Lake Louise (Canada) (AFP)

One year to the day after a heavy fall and broken ligaments in his right knee, Germany's Thomas Dressen made an incredible comeback in the Alpine Ski World Cup by winning the Lake Louise downhill in Canada on Saturday.

On November 30, 2018, Thomas Dressen had completed his descent from the Birds of Prey in Beaver Creek, Colorado, into the safety nets after a heavy crash. Assessment: rupture of the anterior and posterior cruciate ligaments of the right knee, and a dislocated left shoulder. Obviously, his season, which had just started, was already over.

Exactly one year after this terrible accident, here it is again at the top, winner of the descent of Lake Louise in the Rocky Mountains of Alberta.

"I did not think it was like this, it's madness," the 26-year-old German, winner of the prestigious Kitzbühel downhill race in January 2018, told the Austrian television broadcaster at 39 years of famine on the German side.

"Many things must come together, the slightest mistakes are fatal, but for now, everything has been perfect," he added.

His end of the race, with his qualities of excellent slider, was masterful to fill 30 / 100th of delay that he had on the Italian Dominik Paris, then better time to two thirds of the course.

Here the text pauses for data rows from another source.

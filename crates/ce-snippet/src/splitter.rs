//! Single-pass snippet splitting.
//!
//! A [`ParserState`] is folded over the block's lines: directive lines
//! mutate the state and vanish, everything else is emitted to the compile
//! source and, visibility permitting, to the display source.

use crate::consts::{ALWAYS_ON_OPTIONS, DEFAULT_COMPILER, DEFAULT_OPTIONS, MAX_LINE_WIDTH};
use crate::directive::{Line, classify};

/// The two derived texts plus the compiler configuration for one block.
///
/// `compile_source` holds every non-directive line in original order;
/// `display_source` is an order-preserving subset of it.
#[derive(Debug, Clone, PartialEq, Eq)]
#[cfg_attr(feature = "serde", derive(serde::Serialize))]
pub struct ParsedSnippet {
    /// Full reconstructed source for the compiler service.
    pub compile_source: String,
    /// The subset of lines shown on the slide.
    pub display_source: String,
    /// Compiler id selected by the last config directive, or the default.
    pub compiler: String,
    /// Compiler flags, with the always-on warning flags appended.
    pub options: String,
}

/// A parsed snippet together with any advisory warnings.
///
/// Warnings never block processing; over-wide lines are reported here so
/// the host can surface them.
#[derive(Debug, Clone, PartialEq, Eq)]
pub struct SplitResult {
    /// The parsed snippet.
    pub snippet: ParsedSnippet,
    /// Advisory warnings collected during the scan.
    pub warnings: Vec<String>,
}

/// Visibility and configuration state, scoped to one block.
struct ParserState {
    compiler: String,
    options: String,
    /// True inside a `// setup` region.
    skip_display: bool,
    /// True between `// hide` and `// unhide`.
    hide: bool,
}

impl Default for ParserState {
    fn default() -> Self {
        Self {
            compiler: DEFAULT_COMPILER.to_owned(),
            options: DEFAULT_OPTIONS.to_owned(),
            skip_display: false,
            hide: false,
        }
    }
}

/// Split one annotated block into compile and display sources.
///
/// The scan is a pure function of the input: directive lines update the
/// block-local state and are emitted to neither output, every other line
/// lands in the compile source and, unless a setup region or hide span is
/// active, in the display source. Both outputs are trimmed of leading
/// blank lines and end in exactly one newline (or are empty).
#[must_use]
pub fn split(block: &str) -> SplitResult {
    let mut state = ParserState::default();
    let mut compile = String::with_capacity(block.len());
    let mut display = String::with_capacity(block.len());
    let mut warnings = Vec::new();

    for (idx, line) in block.split('\n').enumerate() {
        match classify(line) {
            Line::Config { compiler, options } => {
                state.compiler = compiler.to_owned();
                state.options = options.to_owned();
            }
            Line::Hide(hide) => state.hide = hide,
            Line::SetupMarker => {
                // The toggle is ordered before the emission check, so the
                // marker itself reaches the compile source only.
                state.skip_display = true;
                emit(line, &state, &mut compile, &mut display, &mut warnings, idx + 1);
            }
            Line::Source(text) => {
                // Any line not starting with a space (empty lines included)
                // closes an open setup region.
                if !text.starts_with(' ') {
                    state.skip_display = false;
                }
                emit(text, &state, &mut compile, &mut display, &mut warnings, idx + 1);
            }
        }
    }

    let snippet = ParsedSnippet {
        compile_source: trim_blank_edges(&compile).to_owned(),
        display_source: trim_blank_edges(&display).to_owned(),
        compiler: state.compiler,
        options: format!("{}{ALWAYS_ON_OPTIONS}", state.options),
    };

    SplitResult { snippet, warnings }
}

/// Append one emitted line to the outputs and run the width check.
fn emit(
    line: &str,
    state: &ParserState,
    compile: &mut String,
    display: &mut String,
    warnings: &mut Vec<String>,
    line_num: usize,
) {
    compile.push_str(line);
    compile.push('\n');
    if !state.skip_display && !state.hide {
        display.push_str(line);
        display.push('\n');
    }
    if line.chars().count() > MAX_LINE_WIDTH {
        warnings.push(format!(
            "line {line_num}: wider than {MAX_LINE_WIDTH} columns: {line:?}"
        ));
    }
}

/// Drop leading blank lines and collapse the trailing newline run to one.
///
/// Idempotent: trimming an already-trimmed string returns it unchanged.
#[must_use]
pub fn trim_blank_edges(mut source: &str) -> &str {
    while let Some(rest) = source.strip_prefix('\n') {
        source = rest;
    }
    while source.ends_with("\n\n") {
        source = &source[..source.len() - 1];
    }
    source
}

#[cfg(test)]
mod tests {
    use pretty_assertions::assert_eq;

    use super::*;

    #[test]
    fn test_no_directives_outputs_match_input() {
        let input = "int square(int x) {\n  return x * x;\n}\n";
        let result = split(input);

        assert_eq!(result.snippet.compile_source, input);
        assert_eq!(result.snippet.display_source, input);
        assert!(result.warnings.is_empty());
    }

    #[test]
    fn test_defaults_without_config_directive() {
        let result = split("int x;\n");

        assert_eq!(result.snippet.compiler, "g8");
        assert_eq!(
            result.snippet.options,
            "-Og -march=native -std=c++17 -Wall -Wextra -pedantic"
        );
    }

    #[test]
    fn test_config_directive_sets_compiler_and_options() {
        let result = split("// g8:-O2\nint x;\n");

        assert_eq!(result.snippet.compiler, "g8");
        assert_eq!(result.snippet.options, "-O2 -Wall -Wextra -pedantic");
        // The directive line reaches neither output.
        assert_eq!(result.snippet.compile_source, "int x;\n");
        assert_eq!(result.snippet.display_source, "int x;\n");
    }

    #[test]
    fn test_config_directive_last_write_wins() {
        let result = split("// g8:-O1\nint a;\n// clang1600:-O3\nint b;\n");

        assert_eq!(result.snippet.compiler, "clang1600");
        assert_eq!(result.snippet.options, "-O3 -Wall -Wextra -pedantic");
        assert_eq!(result.snippet.compile_source, "int a;\nint b;\n");
    }

    #[test]
    fn test_hide_removes_lines_from_display_only() {
        let input = "int a;\n// hide\nint b;\nint c;\n// unhide\nint d;\n";
        let result = split(input);

        assert_eq!(
            result.snippet.compile_source,
            "int a;\nint b;\nint c;\nint d;\n"
        );
        assert_eq!(result.snippet.display_source, "int a;\nint d;\n");
    }

    #[test]
    fn test_hide_runs_to_end_of_block_without_unhide() {
        let result = split("int a;\n// hide\nint b;\n");

        assert_eq!(result.snippet.display_source, "int a;\n");
        assert_eq!(result.snippet.compile_source, "int a;\nint b;\n");
    }

    #[test]
    fn test_setup_region_is_compile_only() {
        let input = "// setup\n  #include <vector>\n  int helper();\nint main() {}\n";
        let result = split(input);

        // The marker and the indented region reach the compile source.
        assert_eq!(
            result.snippet.compile_source,
            "// setup\n  #include <vector>\n  int helper();\nint main() {}\n"
        );
        // The first unindented line becomes visible again.
        assert_eq!(result.snippet.display_source, "int main() {}\n");
    }

    #[test]
    fn test_empty_line_closes_setup_region() {
        let result = split("// setup\n  int helper();\n\nint x;\n");

        assert_eq!(result.snippet.display_source, "int x;\n");
    }

    #[test]
    fn test_hide_applies_inside_and_after_setup() {
        let input = "// hide\n// setup\n  int helper();\nint hidden;\n// unhide\nint shown;\n";
        let result = split(input);

        assert_eq!(
            result.snippet.compile_source,
            "// setup\n  int helper();\nint hidden;\nint shown;\n"
        );
        assert_eq!(result.snippet.display_source, "int shown;\n");
    }

    #[test]
    fn test_blank_only_input_yields_empty_outputs() {
        let result = split("\n\n\n");

        assert_eq!(result.snippet.compile_source, "");
        assert_eq!(result.snippet.display_source, "");
        assert_eq!(result.snippet.compiler, "g8");
        assert_eq!(
            result.snippet.options,
            "-Og -march=native -std=c++17 -Wall -Wextra -pedantic"
        );
    }

    #[test]
    fn test_leading_and_trailing_blank_lines_are_trimmed() {
        let result = split("\n\nint x;\n\n\n");

        assert_eq!(result.snippet.compile_source, "int x;\n");
        assert_eq!(result.snippet.display_source, "int x;\n");
    }

    #[test]
    fn test_width_warning_over_limit() {
        let wide = "x".repeat(MAX_LINE_WIDTH + 1);
        let result = split(&wide);

        assert_eq!(result.warnings.len(), 1);
        assert!(result.warnings[0].contains("line 1"));
        assert!(result.warnings[0].contains(&wide));
    }

    #[test]
    fn test_no_width_warning_at_limit() {
        let result = split(&"x".repeat(MAX_LINE_WIDTH));

        assert!(result.warnings.is_empty());
    }

    #[test]
    fn test_width_warning_does_not_alter_output() {
        let wide = "y".repeat(MAX_LINE_WIDTH + 4);
        let result = split(&format!("{wide}\n"));

        assert_eq!(result.snippet.compile_source, format!("{wide}\n"));
        assert_eq!(result.warnings.len(), 1);
    }

    #[test]
    fn test_malformed_directive_is_ordinary_source() {
        // Empty key: not a config directive, passes through.
        let result = split("//:-O2\n");

        assert_eq!(result.snippet.compile_source, "//:-O2\n");
        assert_eq!(result.snippet.compiler, "g8");
    }

    #[test]
    fn test_comment_with_colon_is_config() {
        // Any comment with a colon matches the key:value grammar.
        let result = split("// note:this is a comment\nint x;\n");

        assert_eq!(result.snippet.compiler, "note");
        assert_eq!(
            result.snippet.options,
            "this is a comment -Wall -Wextra -pedantic"
        );
        assert_eq!(result.snippet.compile_source, "int x;\n");
    }

    #[test]
    fn test_trim_blank_edges_idempotent() {
        let trimmed = trim_blank_edges("\n\nint x;\n\n\n");

        assert_eq!(trimmed, "int x;\n");
        assert_eq!(trim_blank_edges(trimmed), trimmed);
    }

    #[test]
    fn test_trim_blank_edges_empty_and_all_newlines() {
        assert_eq!(trim_blank_edges(""), "");
        assert_eq!(trim_blank_edges("\n"), "");
        assert_eq!(trim_blank_edges("\n\n\n"), "");
    }

    #[test]
    fn test_split_is_deterministic() {
        let input = "// g8:-O2\n// hide\nint a;\n// unhide\nint b;\n";

        assert_eq!(split(input), split(input));
    }
}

He finally won with two hundredths of a lead over Paris and twenty-six over the Swiss Beat Feuz and Carlo Janka, who share third place.

The skier of Garmisch-Partenkirchen thus signs his third World Cup victory, since in March 2018 he also won in Norway at Kvitfjell, on the track of the 1994 Lillehammer Olympics.

Yet Dressen's feelings since the beginning of the week in Alberta were not ideal, "a little diminished and sick," he explained.

With his second place, Dominik Paris has perfectly launched his season in pursuit of the French Alexis Pinturault and the Norwegian Henrik Kristoffersen in the quest for the big crystal globe, again open after the retirement of the Austrian Marcel Hirscher, eightfold holding the Alpine Ski World Cup.

The Sunday super-G will offer a new opportunity for Paris, but also for Janka, to assert their claims on the overall standings.

On the French side, Adrien Théaux took 9th place, only accompanied by Johan Clarey (13th) in the top 15 at Lake Louise.